Stored data

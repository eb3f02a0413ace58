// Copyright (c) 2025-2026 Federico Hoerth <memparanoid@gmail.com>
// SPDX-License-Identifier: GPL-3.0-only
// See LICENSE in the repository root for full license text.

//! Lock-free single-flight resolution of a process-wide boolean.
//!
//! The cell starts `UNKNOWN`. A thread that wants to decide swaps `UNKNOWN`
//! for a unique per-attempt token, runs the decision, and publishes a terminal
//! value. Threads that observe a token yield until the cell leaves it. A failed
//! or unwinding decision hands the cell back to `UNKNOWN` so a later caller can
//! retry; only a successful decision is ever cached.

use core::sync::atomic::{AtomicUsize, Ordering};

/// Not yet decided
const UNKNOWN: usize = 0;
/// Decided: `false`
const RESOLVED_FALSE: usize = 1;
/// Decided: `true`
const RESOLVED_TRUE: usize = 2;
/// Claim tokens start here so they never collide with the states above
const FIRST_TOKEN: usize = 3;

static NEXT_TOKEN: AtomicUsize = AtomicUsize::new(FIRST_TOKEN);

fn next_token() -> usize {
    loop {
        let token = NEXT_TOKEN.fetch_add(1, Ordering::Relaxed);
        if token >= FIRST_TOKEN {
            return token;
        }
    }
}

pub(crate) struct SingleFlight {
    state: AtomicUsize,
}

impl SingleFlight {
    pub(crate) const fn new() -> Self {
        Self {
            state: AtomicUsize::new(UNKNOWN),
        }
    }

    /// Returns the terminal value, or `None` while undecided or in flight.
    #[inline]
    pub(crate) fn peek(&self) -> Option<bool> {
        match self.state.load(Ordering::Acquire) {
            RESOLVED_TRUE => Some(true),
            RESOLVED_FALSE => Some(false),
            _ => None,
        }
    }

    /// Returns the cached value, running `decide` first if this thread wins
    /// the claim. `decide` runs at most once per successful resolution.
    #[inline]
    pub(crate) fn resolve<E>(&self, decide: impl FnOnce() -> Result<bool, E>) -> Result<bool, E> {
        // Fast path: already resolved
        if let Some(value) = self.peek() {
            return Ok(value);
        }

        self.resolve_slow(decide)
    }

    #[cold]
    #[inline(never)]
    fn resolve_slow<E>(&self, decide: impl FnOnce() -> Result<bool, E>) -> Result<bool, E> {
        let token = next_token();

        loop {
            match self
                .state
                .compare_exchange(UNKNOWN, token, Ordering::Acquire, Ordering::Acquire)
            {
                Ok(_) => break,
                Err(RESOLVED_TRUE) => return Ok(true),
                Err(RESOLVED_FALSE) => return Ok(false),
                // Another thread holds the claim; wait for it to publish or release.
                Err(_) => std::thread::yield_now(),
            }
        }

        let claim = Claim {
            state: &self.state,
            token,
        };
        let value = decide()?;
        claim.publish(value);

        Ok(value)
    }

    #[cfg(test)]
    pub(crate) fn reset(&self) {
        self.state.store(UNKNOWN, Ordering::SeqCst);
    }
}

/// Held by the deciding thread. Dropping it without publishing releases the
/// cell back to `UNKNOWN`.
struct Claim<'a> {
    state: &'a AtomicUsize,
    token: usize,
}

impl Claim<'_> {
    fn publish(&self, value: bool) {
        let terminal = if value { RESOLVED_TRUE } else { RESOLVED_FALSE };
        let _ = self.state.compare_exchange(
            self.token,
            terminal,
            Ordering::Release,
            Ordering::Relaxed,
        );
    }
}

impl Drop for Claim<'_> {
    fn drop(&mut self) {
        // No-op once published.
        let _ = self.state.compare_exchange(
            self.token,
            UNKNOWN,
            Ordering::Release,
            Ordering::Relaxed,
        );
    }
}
--
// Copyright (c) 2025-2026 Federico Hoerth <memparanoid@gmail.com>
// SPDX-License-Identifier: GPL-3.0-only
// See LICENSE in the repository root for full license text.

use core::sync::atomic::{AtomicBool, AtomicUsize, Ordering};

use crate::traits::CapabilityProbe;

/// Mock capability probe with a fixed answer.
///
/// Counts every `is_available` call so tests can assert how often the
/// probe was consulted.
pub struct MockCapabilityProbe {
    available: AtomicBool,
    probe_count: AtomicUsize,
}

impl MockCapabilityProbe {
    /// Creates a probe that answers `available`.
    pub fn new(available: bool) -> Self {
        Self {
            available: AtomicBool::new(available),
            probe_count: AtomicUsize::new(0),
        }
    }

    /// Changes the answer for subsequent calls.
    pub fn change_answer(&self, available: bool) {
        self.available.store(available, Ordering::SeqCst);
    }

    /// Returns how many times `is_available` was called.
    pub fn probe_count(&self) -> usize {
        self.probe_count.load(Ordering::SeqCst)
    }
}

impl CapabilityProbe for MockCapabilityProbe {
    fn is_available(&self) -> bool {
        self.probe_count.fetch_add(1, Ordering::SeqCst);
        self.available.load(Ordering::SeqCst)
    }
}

§ AIM OF THE TASK
Find the word "runs" in the records. Copy every line it appears in.

§ EXERCISE RESPONSE
//! for a unique per-attempt token, runs the decision, and publishes a terminal
    /// the claim. `decide` runs at most once per successful resolution.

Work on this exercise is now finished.